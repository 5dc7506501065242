//! LeafScan command-line client.

mod cli;
mod logging;
mod screen;

use std::process::ExitCode;

use anyhow::{Context, Result};
use clap::Parser;
use leafscan_client::{ClientConfig, Dispatcher, InferenceClient, ScreenState};
use leafscan_models::Endpoint;
use tracing::{error, info};

use crate::cli::{Cli, Command};

#[tokio::main]
async fn main() -> ExitCode {
    // Load environment variables
    dotenvy::dotenv().ok();
    logging::init();

    let cli = Cli::parse();
    match run(cli).await {
        Ok(code) => code,
        Err(e) => {
            error!("{:#}", e);
            eprintln!("error: {:#}", e);
            ExitCode::FAILURE
        }
    }
}

async fn run(cli: Cli) -> Result<ExitCode> {
    let config = ClientConfig::new(&cli.server)?.with_env_timeouts();
    info!("Using inference server {}", config.base_url);
    let client = InferenceClient::new(config)?;

    let (endpoint, image_path, output, detailed) = match cli.command {
        Command::Health => {
            let health = client.health_check().await?;
            println!(
                "status: {} (model loaded: {})",
                health.status, health.model_loaded
            );
            return Ok(if health.is_healthy() {
                ExitCode::SUCCESS
            } else {
                ExitCode::FAILURE
            });
        }
        Command::ModelInfo => {
            let info = client.model_info().await?;
            println!("classes ({}): {}", info.num_classes, info.class_names.join(", "));
            println!("input shape: {:?}", info.input_shape);
            println!("image size: {:?}", info.image_size);
            return Ok(ExitCode::SUCCESS);
        }
        Command::Classify { image, detailed } => (Endpoint::Classification, image, None, detailed),
        Command::Detect { image, output } => (Endpoint::Detection, image, output, false),
        Command::Segment { image, output } => (Endpoint::Segmentation, image, output, false),
    };

    let image = image::open(&image_path)
        .with_context(|| format!("failed to load {}", image_path.display()))?;

    let (dispatcher, mut deliveries) = Dispatcher::new(client);
    let state = screen::run_screen(&dispatcher, &mut deliveries, image, endpoint).await?;

    if let Some(text) = screen::render(&state, detailed) {
        println!("{}", text);
    }
    if let Some(path) = output {
        if screen::save_annotated(&state, &path)? {
            info!("Annotated image written to {}", path.display());
        }
    }

    Ok(match state {
        ScreenState::Failed(_) => ExitCode::FAILURE,
        _ => ExitCode::SUCCESS,
    })
}
//! Transport-level failures shared by every endpoint.

use std::time::Duration;

use leafscan_client::{ClientConfig, InferenceClient, InferenceError};
use leafscan_models::Endpoint;
use serde_json::json;
use wiremock::matchers::method;
use wiremock::{Mock, MockServer, ResponseTemplate};

use super::{client_for, impatient_client_for, leaf_image};

#[tokio::test]
async fn test_server_error_for_every_endpoint() {
    let server = MockServer::start().await;
    Mock::given(method("POST"))
        .respond_with(
            ResponseTemplate::new(500).set_body_json(json!({"success": true, "error": "x"})),
        )
        .expect(3)
        .mount(&server)
        .await;

    let client = client_for(&server);
    for endpoint in Endpoint::ALL {
        let err = client
            .submit(&leaf_image(8, 8), *endpoint)
            .await
            .unwrap_err();
        assert_eq!(err, InferenceError::ServerError(500), "{endpoint}");
    }
}

#[tokio::test]
async fn test_empty_body_for_every_endpoint() {
    let server = MockServer::start().await;
    Mock::given(method("POST"))
        .respond_with(ResponseTemplate::new(200))
        .mount(&server)
        .await;

    let client = client_for(&server);
    for endpoint in Endpoint::ALL {
        let err = client
            .submit(&leaf_image(8, 8), *endpoint)
            .await
            .unwrap_err();
        assert_eq!(err, InferenceError::EmptyResponse, "{endpoint}");
    }
}

#[tokio::test]
async fn test_timeout_is_network_failure() {
    let server = MockServer::start().await;
    Mock::given(method("POST"))
        .respond_with(
            ResponseTemplate::new(200)
                .set_body_json(json!({"success": false}))
                .set_delay(Duration::from_secs(3)),
        )
        .mount(&server)
        .await;

    let err = impatient_client_for(&server)
        .submit(&leaf_image(8, 8), Endpoint::Segmentation)
        .await
        .unwrap_err();

    assert!(matches!(err, InferenceError::NetworkFailure(_)), "{err:?}");
}

#[tokio::test]
async fn test_connection_refused_is_network_failure() {
    // Reserve a port, then free it so nothing is listening.
    let listener = std::net::TcpListener::bind("127.0.0.1:0").unwrap();
    let port = listener.local_addr().unwrap().port();
    drop(listener);

    let config = ClientConfig::new(&format!("http://127.0.0.1:{}", port)).unwrap();
    let client = InferenceClient::new(config).unwrap();

    let err = client
        .submit(&leaf_image(8, 8), Endpoint::Classification)
        .await
        .unwrap_err();

    assert!(matches!(err, InferenceError::NetworkFailure(_)));
    assert!(err.user_message().starts_with("Request failed: "));
}

#[tokio::test]
async fn test_submit_to_explicit_url() {
    let server = MockServer::start().await;
    Mock::given(method("POST"))
        .and(wiremock::matchers::path("/v2/leaf/classify"))
        .respond_with(ResponseTemplate::new(200).set_body_json(json!({
            "success": true,
            "prediction": {
                "predicted_class": "Fresh",
                "predicted_class_index": 3,
                "confidence": 0.88,
                "all_probabilities": {"Fresh": 0.88}
            }
        })))
        .expect(1)
        .mount(&server)
        .await;

    let url = url::Url::parse(&format!("{}/v2/leaf/classify", server.uri())).unwrap();
    let result = client_for(&server)
        .submit_to(&leaf_image(8, 8), Endpoint::Classification, &url)
        .await
        .unwrap();

    assert_eq!(result.display_text(), "Fresh");
}
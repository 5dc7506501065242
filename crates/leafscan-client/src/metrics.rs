//! Inference request metrics.
//!
//! Recorded through the `metrics` facade; they are dropped unless the host
//! application installs a recorder.

use std::time::Duration;

use metrics::{counter, histogram};

/// Metric name constants for consistency.
pub mod names {
    /// Total submissions by endpoint and outcome.
    pub const REQUESTS_TOTAL: &str = "leafscan_requests_total";

    /// Submission latency in seconds by endpoint.
    pub const LATENCY_SECONDS: &str = "leafscan_request_latency_seconds";
}

/// Record metrics for a finished submission. `outcome` is `"ok"` or an
/// error kind.
pub fn record_request(endpoint: &str, outcome: &str, elapsed: Duration) {
    counter!(
        names::REQUESTS_TOTAL,
        "endpoint" => endpoint.to_string(),
        "outcome" => outcome.to_string()
    )
    .increment(1);

    histogram!(
        names::LATENCY_SECONDS,
        "endpoint" => endpoint.to_string()
    )
    .record(elapsed.as_secs_f64());
}
//! Shared data models for the LeafScan client.
//!
//! This crate provides Serde-serializable types for:
//! - The three inference routes and their request body
//! - Raw server responses for classification, detection and segmentation
//! - Decoded, display-ready results
//! - Health and model-info probes

pub mod classification;
pub mod detection;
pub mod endpoint;
mod lenient;
pub mod request;
pub mod result;
pub mod segmentation;
pub mod server;

// Re-export common types
pub use classification::{ClassificationResponse, ClassificationResult};
pub use detection::{DetectedObject, DetectionResponse, DetectionResult};
pub use endpoint::{Endpoint, EndpointParseError, PayloadForm};
pub use request::InferenceRequest;
pub use result::InferenceResult;
pub use segmentation::{DetectionEntry, SegmentationResponse, SegmentationResult};
pub use server::{HealthStatus, ModelInfo, ModelInfoResponse};
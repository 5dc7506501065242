//! Command-line arguments.

use std::path::PathBuf;

use clap::{Parser, Subcommand};

#[derive(Debug, Parser)]
#[command(name = "leafscan", version, about = "Send leaf images to the inference server")]
pub struct Cli {
    /// Base URL of the inference server, e.g. http://10.0.0.5:5000
    #[arg(long, env = "LEAFSCAN_SERVER_URL")]
    pub server: String,

    #[command(subcommand)]
    pub command: Command,
}

#[derive(Debug, Subcommand)]
pub enum Command {
    /// Diagnose leaf health
    Classify {
        /// Image file to submit
        image: PathBuf,
        /// Show confidence and every class probability
        #[arg(long)]
        detailed: bool,
    },
    /// Detect diseased regions with bounding boxes
    Detect {
        image: PathBuf,
        /// Where to write the annotated image
        #[arg(short, long)]
        output: Option<PathBuf>,
    },
    /// Segment lesions
    Segment {
        image: PathBuf,
        /// Where to write the annotated image
        #[arg(short, long)]
        output: Option<PathBuf>,
    },
    /// Query server health
    Health,
    /// Show the classification model's labels and input shape
    ModelInfo,
}
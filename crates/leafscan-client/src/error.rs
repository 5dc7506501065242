//! Inference client error types.

use thiserror::Error;

pub type ClientResult<T> = Result<T, InferenceError>;

/// Every way a submission can fail. All of them are returned to the caller
/// through the same channel as a successful result.
#[derive(Debug, Clone, PartialEq, Error)]
pub enum InferenceError {
    #[error("Network failure: {0}")]
    NetworkFailure(String),

    #[error("Server error: {0}")]
    ServerError(u16),

    #[error("Empty response")]
    EmptyResponse,

    #[error("Malformed response: {0}")]
    MalformedResponse(String),

    #[error("{0}")]
    ApplicationFailure(String),

    #[error("Image encoding failed: {0}")]
    EncodingFailure(String),

    #[error("Invalid configuration: {0}")]
    InvalidConfig(String),
}

impl InferenceError {
    pub fn network(msg: impl Into<String>) -> Self {
        Self::NetworkFailure(msg.into())
    }

    pub fn malformed(msg: impl Into<String>) -> Self {
        Self::MalformedResponse(msg.into())
    }

    pub fn application(msg: impl Into<String>) -> Self {
        Self::ApplicationFailure(msg.into())
    }

    pub fn encoding(msg: impl Into<String>) -> Self {
        Self::EncodingFailure(msg.into())
    }

    pub fn invalid_config(msg: impl Into<String>) -> Self {
        Self::InvalidConfig(msg.into())
    }

    /// Message shown to the user in place of a result.
    pub fn user_message(&self) -> String {
        match self {
            InferenceError::NetworkFailure(msg) => format!("Request failed: {}", msg),
            InferenceError::ServerError(status) => format!("Server error: {}", status),
            InferenceError::EmptyResponse => "Empty response".to_string(),
            InferenceError::MalformedResponse(msg) => format!("Parsing error: {}", msg),
            InferenceError::ApplicationFailure(msg) => msg.clone(),
            InferenceError::EncodingFailure(msg) => format!("Could not encode image: {}", msg),
            InferenceError::InvalidConfig(msg) => format!("Configuration error: {}", msg),
        }
    }

    /// Short label used for the `outcome` metric dimension.
    pub fn kind(&self) -> &'static str {
        match self {
            InferenceError::NetworkFailure(_) => "network_failure",
            InferenceError::ServerError(_) => "server_error",
            InferenceError::EmptyResponse => "empty_response",
            InferenceError::MalformedResponse(_) => "malformed_response",
            InferenceError::ApplicationFailure(_) => "application_failure",
            InferenceError::EncodingFailure(_) => "encoding_failure",
            InferenceError::InvalidConfig(_) => "invalid_config",
        }
    }
}

impl From<reqwest::Error> for InferenceError {
    fn from(err: reqwest::Error) -> Self {
        if err.is_timeout() {
            Self::NetworkFailure(format!("timed out: {}", err))
        } else {
            Self::NetworkFailure(err.to_string())
        }
    }
}

impl From<serde_json::Error> for InferenceError {
    fn from(err: serde_json::Error) -> Self {
        Self::MalformedResponse(err.to_string())
    }
}

impl From<image::ImageError> for InferenceError {
    fn from(err: image::ImageError) -> Self {
        Self::MalformedResponse(format!("image decode failed: {}", err))
    }
}
//! Background submission with delivery onto the UI update loop.
//!
//! Requests run on the Tokio runtime. Their outcomes are never handed to
//! the caller from the network task; they are queued on a channel that only
//! the UI loop drains, so every endpoint reaches the UI the same way.

use std::fmt;

use image::DynamicImage;
use leafscan_models::{Endpoint, InferenceResult};
use tokio::sync::mpsc;
use tracing::{debug, info_span, Instrument};
use uuid::Uuid;

use crate::client::InferenceClient;
use crate::error::ClientResult;

/// Identifies one submission.
#[derive(Debug, Clone, Copy, PartialEq, Eq, Hash)]
pub struct RequestId(Uuid);

impl RequestId {
    pub fn new() -> Self {
        Self(Uuid::new_v4())
    }
}

impl Default for RequestId {
    fn default() -> Self {
        Self::new()
    }
}

impl fmt::Display for RequestId {
    fn fmt(&self, f: &mut fmt::Formatter<'_>) -> fmt::Result {
        write!(f, "{}", self.0)
    }
}

/// Outcome of one submission, as seen by the UI loop.
#[derive(Debug)]
pub struct Delivery {
    pub request_id: RequestId,
    pub endpoint: Endpoint,
    pub outcome: ClientResult<InferenceResult>,
}

/// Receiving half, owned by the UI loop.
#[derive(Debug)]
pub struct DeliveryReceiver {
    rx: mpsc::UnboundedReceiver<Delivery>,
}

impl DeliveryReceiver {
    /// Wait for the next delivery. `None` once every dispatcher is dropped
    /// and the queue is drained.
    pub async fn recv(&mut self) -> Option<Delivery> {
        self.rx.recv().await
    }

    /// Non-blocking poll, for loops that redraw on their own schedule.
    pub fn try_recv(&mut self) -> Option<Delivery> {
        self.rx.try_recv().ok()
    }
}

/// Submits images in the background.
#[derive(Debug, Clone)]
pub struct Dispatcher {
    client: InferenceClient,
    tx: mpsc::UnboundedSender<Delivery>,
}

impl Dispatcher {
    pub fn new(client: InferenceClient) -> (Self, DeliveryReceiver) {
        let (tx, rx) = mpsc::unbounded_channel();
        (Self { client, tx }, DeliveryReceiver { rx })
    }

    /// Start a submission and return its id immediately.
    ///
    /// Must be called from within a Tokio runtime. No in-flight guard is
    /// applied here; overlapping submissions are delivered in completion
    /// order.
    pub fn submit(&self, image: DynamicImage, endpoint: Endpoint) -> RequestId {
        let request_id = RequestId::new();
        let client = self.client.clone();
        let tx = self.tx.clone();
        let span = info_span!("dispatch", request_id = %request_id, endpoint = %endpoint);

        tokio::spawn(
            async move {
                let outcome = client.submit(&image, endpoint).await;
                let delivery = Delivery {
                    request_id,
                    endpoint,
                    outcome,
                };
                if tx.send(delivery).is_err() {
                    debug!("UI loop gone, dropping delivery");
                }
            }
            .instrument(span),
        );

        request_id
    }
}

┄┄┄┄┄┄┄┄┄┄

• PROBLEM REQUIREMENTS:
Would you restate, word for word, every line of the listing from its first line through the line with "#[tokio::main]"?

• REPLY:
repository 5dc7506501065242
//! LeafScan command-line client.

mod cli;
mod logging;
mod screen;

use std::process::ExitCode;

use anyhow::{Context, Result};
use clap::Parser;
use leafscan_client::{ClientConfig, Dispatcher, InferenceClient, ScreenState};
use leafscan_models::Endpoint;
use tracing::{error, info};

use crate::cli::{Cli, Command};

#[tokio::main]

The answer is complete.